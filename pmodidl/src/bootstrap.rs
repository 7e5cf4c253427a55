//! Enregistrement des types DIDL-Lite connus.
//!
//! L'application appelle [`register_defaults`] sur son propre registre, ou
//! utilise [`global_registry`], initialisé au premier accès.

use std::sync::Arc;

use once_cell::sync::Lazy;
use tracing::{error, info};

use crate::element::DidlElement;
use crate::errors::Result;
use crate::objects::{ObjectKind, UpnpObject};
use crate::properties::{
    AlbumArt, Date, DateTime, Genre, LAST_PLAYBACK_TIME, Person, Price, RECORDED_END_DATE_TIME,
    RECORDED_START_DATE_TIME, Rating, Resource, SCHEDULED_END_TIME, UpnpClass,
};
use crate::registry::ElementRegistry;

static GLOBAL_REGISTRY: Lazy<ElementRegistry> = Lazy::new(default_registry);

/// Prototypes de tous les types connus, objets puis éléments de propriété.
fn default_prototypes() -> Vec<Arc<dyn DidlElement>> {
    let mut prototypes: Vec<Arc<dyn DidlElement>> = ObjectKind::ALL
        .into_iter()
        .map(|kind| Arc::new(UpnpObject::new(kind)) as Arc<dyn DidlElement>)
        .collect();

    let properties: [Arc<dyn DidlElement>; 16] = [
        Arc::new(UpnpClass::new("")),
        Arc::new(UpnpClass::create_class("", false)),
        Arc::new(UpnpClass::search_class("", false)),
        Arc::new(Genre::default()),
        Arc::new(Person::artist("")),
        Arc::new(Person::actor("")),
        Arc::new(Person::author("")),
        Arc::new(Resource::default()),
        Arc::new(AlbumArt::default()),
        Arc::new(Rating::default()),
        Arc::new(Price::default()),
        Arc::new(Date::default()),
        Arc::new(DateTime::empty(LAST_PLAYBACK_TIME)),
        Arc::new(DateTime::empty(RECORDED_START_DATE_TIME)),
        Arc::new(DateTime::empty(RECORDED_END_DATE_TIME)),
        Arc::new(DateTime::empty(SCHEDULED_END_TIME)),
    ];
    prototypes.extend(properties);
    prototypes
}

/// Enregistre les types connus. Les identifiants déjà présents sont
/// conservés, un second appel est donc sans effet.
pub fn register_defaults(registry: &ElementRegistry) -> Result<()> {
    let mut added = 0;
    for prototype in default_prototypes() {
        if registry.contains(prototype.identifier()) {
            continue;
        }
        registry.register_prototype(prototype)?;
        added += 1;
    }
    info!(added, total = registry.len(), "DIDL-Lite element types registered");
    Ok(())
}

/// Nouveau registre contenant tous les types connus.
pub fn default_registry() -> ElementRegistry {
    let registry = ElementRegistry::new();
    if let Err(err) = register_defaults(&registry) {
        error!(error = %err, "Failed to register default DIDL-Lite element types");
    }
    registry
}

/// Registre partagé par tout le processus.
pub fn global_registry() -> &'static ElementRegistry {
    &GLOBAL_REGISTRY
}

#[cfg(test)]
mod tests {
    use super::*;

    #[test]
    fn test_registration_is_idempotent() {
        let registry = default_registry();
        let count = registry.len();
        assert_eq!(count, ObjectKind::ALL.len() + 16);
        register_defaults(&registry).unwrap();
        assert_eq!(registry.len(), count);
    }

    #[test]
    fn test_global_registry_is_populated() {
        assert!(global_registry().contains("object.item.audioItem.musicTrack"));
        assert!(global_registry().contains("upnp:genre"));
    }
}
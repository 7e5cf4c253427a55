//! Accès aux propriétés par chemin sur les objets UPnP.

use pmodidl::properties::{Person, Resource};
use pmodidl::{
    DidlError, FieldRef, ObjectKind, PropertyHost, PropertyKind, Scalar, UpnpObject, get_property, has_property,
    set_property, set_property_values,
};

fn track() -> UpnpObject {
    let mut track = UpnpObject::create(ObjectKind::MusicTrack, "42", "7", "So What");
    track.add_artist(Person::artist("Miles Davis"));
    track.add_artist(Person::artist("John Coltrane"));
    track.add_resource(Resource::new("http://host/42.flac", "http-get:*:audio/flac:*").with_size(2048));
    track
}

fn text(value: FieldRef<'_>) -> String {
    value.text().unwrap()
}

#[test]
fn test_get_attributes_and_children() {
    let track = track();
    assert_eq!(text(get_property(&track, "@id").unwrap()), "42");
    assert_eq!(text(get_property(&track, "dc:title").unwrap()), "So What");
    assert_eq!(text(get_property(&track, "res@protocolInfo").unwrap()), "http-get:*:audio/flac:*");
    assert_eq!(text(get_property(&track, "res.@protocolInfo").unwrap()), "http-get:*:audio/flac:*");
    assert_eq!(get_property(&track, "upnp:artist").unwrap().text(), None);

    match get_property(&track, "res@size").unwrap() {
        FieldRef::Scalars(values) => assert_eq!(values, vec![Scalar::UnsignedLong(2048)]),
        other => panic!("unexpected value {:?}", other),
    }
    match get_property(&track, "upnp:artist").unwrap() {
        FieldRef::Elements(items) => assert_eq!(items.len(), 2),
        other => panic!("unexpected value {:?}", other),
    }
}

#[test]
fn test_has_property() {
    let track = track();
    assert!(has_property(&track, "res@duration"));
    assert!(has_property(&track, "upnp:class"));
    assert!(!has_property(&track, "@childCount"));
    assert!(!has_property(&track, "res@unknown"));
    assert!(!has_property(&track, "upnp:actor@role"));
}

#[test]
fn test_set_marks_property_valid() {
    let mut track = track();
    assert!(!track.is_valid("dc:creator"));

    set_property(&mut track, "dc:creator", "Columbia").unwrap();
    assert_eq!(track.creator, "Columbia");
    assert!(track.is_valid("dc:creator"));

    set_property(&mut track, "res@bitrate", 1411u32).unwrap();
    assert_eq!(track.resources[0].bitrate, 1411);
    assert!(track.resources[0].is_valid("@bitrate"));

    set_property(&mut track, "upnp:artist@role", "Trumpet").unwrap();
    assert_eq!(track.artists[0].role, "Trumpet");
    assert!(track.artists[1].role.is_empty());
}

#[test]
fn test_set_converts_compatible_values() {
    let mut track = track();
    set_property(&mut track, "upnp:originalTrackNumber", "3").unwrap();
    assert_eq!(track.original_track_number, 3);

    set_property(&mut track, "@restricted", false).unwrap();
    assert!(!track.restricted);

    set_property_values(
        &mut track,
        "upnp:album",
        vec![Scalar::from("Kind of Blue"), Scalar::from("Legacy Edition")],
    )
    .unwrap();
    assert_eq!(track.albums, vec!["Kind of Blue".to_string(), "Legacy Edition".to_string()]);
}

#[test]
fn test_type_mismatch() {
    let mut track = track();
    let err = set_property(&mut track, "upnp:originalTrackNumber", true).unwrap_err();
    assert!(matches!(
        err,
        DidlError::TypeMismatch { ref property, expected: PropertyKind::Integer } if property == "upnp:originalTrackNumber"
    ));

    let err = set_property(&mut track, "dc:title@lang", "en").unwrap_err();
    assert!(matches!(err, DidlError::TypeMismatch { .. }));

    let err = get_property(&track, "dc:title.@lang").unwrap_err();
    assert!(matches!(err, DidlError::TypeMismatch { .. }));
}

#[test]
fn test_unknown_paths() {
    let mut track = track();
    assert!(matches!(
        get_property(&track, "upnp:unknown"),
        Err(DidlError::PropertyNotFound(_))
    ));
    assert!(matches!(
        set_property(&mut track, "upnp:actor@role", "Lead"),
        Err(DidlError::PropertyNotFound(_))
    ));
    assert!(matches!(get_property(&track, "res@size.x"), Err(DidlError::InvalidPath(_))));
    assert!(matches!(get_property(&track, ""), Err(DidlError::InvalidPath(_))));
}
........
- **Task instructions**
All of the data must be returned exactly.

- **Your solution**
filename pmodidl/src/bootstrap.rs
repository 7e5cf4c253427a55
//! Enregistrement des types DIDL-Lite connus.
//!
//! L'application appelle [`register_defaults`] sur son propre registre, ou
//! utilise [`global_registry`], initialisé au premier accès.

use std::sync::Arc;

use once_cell::sync::Lazy;
use tracing::{error, info};

use crate::element::DidlElement;
use crate::errors::Result;
use crate::objects::{ObjectKind, UpnpObject};
use crate::properties::{
    AlbumArt, Date, DateTime, Genre, LAST_PLAYBACK_TIME, Person, Price, RECORDED_END_DATE_TIME,
    RECORDED_START_DATE_TIME, Rating, Resource, SCHEDULED_END_TIME, UpnpClass,
};
use crate::registry::ElementRegistry;

static GLOBAL_REGISTRY: Lazy<ElementRegistry> = Lazy::new(default_registry);

/// Prototypes de tous les types connus, objets puis éléments de propriété.
fn default_prototypes() -> Vec<Arc<dyn DidlElement>> {
    let mut prototypes: Vec<Arc<dyn DidlElement>> = ObjectKind::ALL
        .into_iter()
        .map(|kind| Arc::new(UpnpObject::new(kind)) as Arc<dyn DidlElement>)
        .collect();

    let properties: [Arc<dyn DidlElement>; 16] = [
        Arc::new(UpnpClass::new("")),
        Arc::new(UpnpClass::create_class("", false)),
        Arc::new(UpnpClass::search_class("", false)),
        Arc::new(Genre::default()),
        Arc::new(Person::artist("")),
        Arc::new(Person::actor("")),
        Arc::new(Person::author("")),
        Arc::new(Resource::default()),
        Arc::new(AlbumArt::default()),
        Arc::new(Rating::default()),
        Arc::new(Price::default()),
        Arc::new(Date::default()),
        Arc::new(DateTime::empty(LAST_PLAYBACK_TIME)),
        Arc::new(DateTime::empty(RECORDED_START_DATE_TIME)),
        Arc::new(DateTime::empty(RECORDED_END_DATE_TIME)),
        Arc::new(DateTime::empty(SCHEDULED_END_TIME)),
    ];
    prototypes.extend(properties);
    prototypes
}

/// Enregistre les types connus. Les identifiants déjà présents sont
/// conservés, un second appel est donc sans effet.
pub fn register_defaults(registry: &ElementRegistry) -> Result<()> {
    let mut added = 0;
    for prototype in default_prototypes() {
        if registry.contains(prototype.identifier()) {
            continue;
        }
        registry.register_prototype(prototype)?;
        added += 1;
    }
    info!(added, total = registry.len(), "DIDL-Lite element types registered");
    Ok(())
}

/// Nouveau registre contenant tous les types connus.
pub fn default_registry() -> ElementRegistry {
    let registry = ElementRegistry::new();
    if let Err(err) = register_defaults(&registry) {
        error!(error = %err, "Failed to register default DIDL-Lite element types");
    }
    registry
}

/// Registre partagé par tout le processus.
pub fn global_registry() -> &'static ElementRegistry {
    &GLOBAL_REGISTRY
}

#[cfg(test)]
mod tests {
    use super::*;

    #[test]
    fn test_registration_is_idempotent() {
        let registry = default_registry();
        let count = registry.len();
        assert_eq!(count, ObjectKind::ALL.len() + 16);
        register_defaults(&registry).unwrap();
        assert_eq!(registry.len(), count);
    }

    #[test]
    fn test_global_registry_is_populated() {
        assert!(global_registry().contains("object.item.audioItem.musicTrack"));
        assert!(global_registry().contains("upnp:genre"));
    }
}
repository 7e5cf4c253427a55
//! Accès aux propriétés par chemin sur les objets UPnP.

use pmodidl::properties::{Person, Resource};
use pmodidl::{
    DidlError, FieldRef, ObjectKind, PropertyHost, PropertyKind, Scalar, UpnpObject, get_property, has_property,
    set_property, set_property_values,
};

fn track() -> UpnpObject {
    let mut track = UpnpObject::create(ObjectKind::MusicTrack, "42", "7", "So What");
    track.add_artist(Person::artist("Miles Davis"));
    track.add_artist(Person::artist("John Coltrane"));
    track.add_resource(Resource::new("http://host/42.flac", "http-get:*:audio/flac:*").with_size(2048));
    track
}

fn text(value: FieldRef<'_>) -> String {
    value.text().unwrap()
}

#[test]
fn test_get_attributes_and_children() {
    let track = track();
    assert_eq!(text(get_property(&track, "@id").unwrap()), "42");
    assert_eq!(text(get_property(&track, "dc:title").unwrap()), "So What");
    assert_eq!(text(get_property(&track, "res@protocolInfo").unwrap()), "http-get:*:audio/flac:*");
    assert_eq!(text(get_property(&track, "res.@protocolInfo").unwrap()), "http-get:*:audio/flac:*");
    assert_eq!(get_property(&track, "upnp:artist").unwrap().text(), None);

    match get_property(&track, "res@size").unwrap() {
        FieldRef::Scalars(values) => assert_eq!(values, vec![Scalar::UnsignedLong(2048)]),
        other => panic!("unexpected value {:?}", other),
    }
    match get_property(&track, "upnp:artist").unwrap() {
        FieldRef::Elements(items) => assert_eq!(items.len(), 2),
        other => panic!("unexpected value {:?}", other),
    }
}

#[test]
fn test_has_property() {
    let track = track();
    assert!(has_property(&track, "res@duration"));
    assert!(has_property(&track, "upnp:class"));
    assert!(!has_property(&track, "@childCount"));
    assert!(!has_property(&track, "res@unknown"));
    assert!(!has_property(&track, "upnp:actor@role"));
}

#[test]
fn test_set_marks_property_valid() {
    let mut track = track();
    assert!(!track.is_valid("dc:creator"));

    set_property(&mut track, "dc:creator", "Columbia").unwrap();
    assert_eq!(track.creator, "Columbia");
    assert!(track.is_valid("dc:creator"));

    set_property(&mut track, "res@bitrate", 1411u32).unwrap();
    assert_eq!(track.resources[0].bitrate, 1411);
    assert!(track.resources[0].is_valid("@bitrate"));

    set_property(&mut track, "upnp:artist@role", "Trumpet").unwrap();
    assert_eq!(track.artists[0].role, "Trumpet");
    assert!(track.artists[1].role.is_empty());
}

#[test]
fn test_set_converts_compatible_values() {
    let mut track = track();
    set_property(&mut track, "upnp:originalTrackNumber", "3").unwrap();
    assert_eq!(track.original_track_number, 3);

    set_property(&mut track, "@restricted", false).unwrap();
    assert!(!track.restricted);

    set_property_values(
        &mut track,
        "upnp:album",
        vec![Scalar::from("Kind of Blue"), Scalar::from("Legacy Edition")],
    )
    .unwrap();
    assert_eq!(track.albums, vec!["Kind of Blue".to_string(), "Legacy Edition".to_string()]);
}

#[test]
fn test_type_mismatch() {
    let mut track = track();
    let err = set_property(&mut track, "upnp:originalTrackNumber", true).unwrap_err();
    assert!(matches!(
        err,
        DidlError::TypeMismatch { ref property, expected: PropertyKind::Integer } if property == "upnp:originalTrackNumber"
    ));

    let err = set_property(&mut track, "dc:title@lang", "en").unwrap_err();
    assert!(matches!(err, DidlError::TypeMismatch { .. }));

    let err = get_property(&track, "dc:title.@lang").unwrap_err();
    assert!(matches!(err, DidlError::TypeMismatch { .. }));
}

#[test]
fn test_unknown_paths() {
    let mut track = track();
    assert!(matches!(
        get_property(&track, "upnp:unknown"),
        Err(DidlError::PropertyNotFound(_))
    ));
    assert!(matches!(
        set_property(&mut track, "upnp:actor@role", "Lead"),
        Err(DidlError::PropertyNotFound(_))
    ));
    assert!(matches!(get_property(&track, "res@size.x"), Err(DidlError::InvalidPath(_))));
    assert!(matches!(get_property(&track, ""), Err(DidlError::InvalidPath(_))));
}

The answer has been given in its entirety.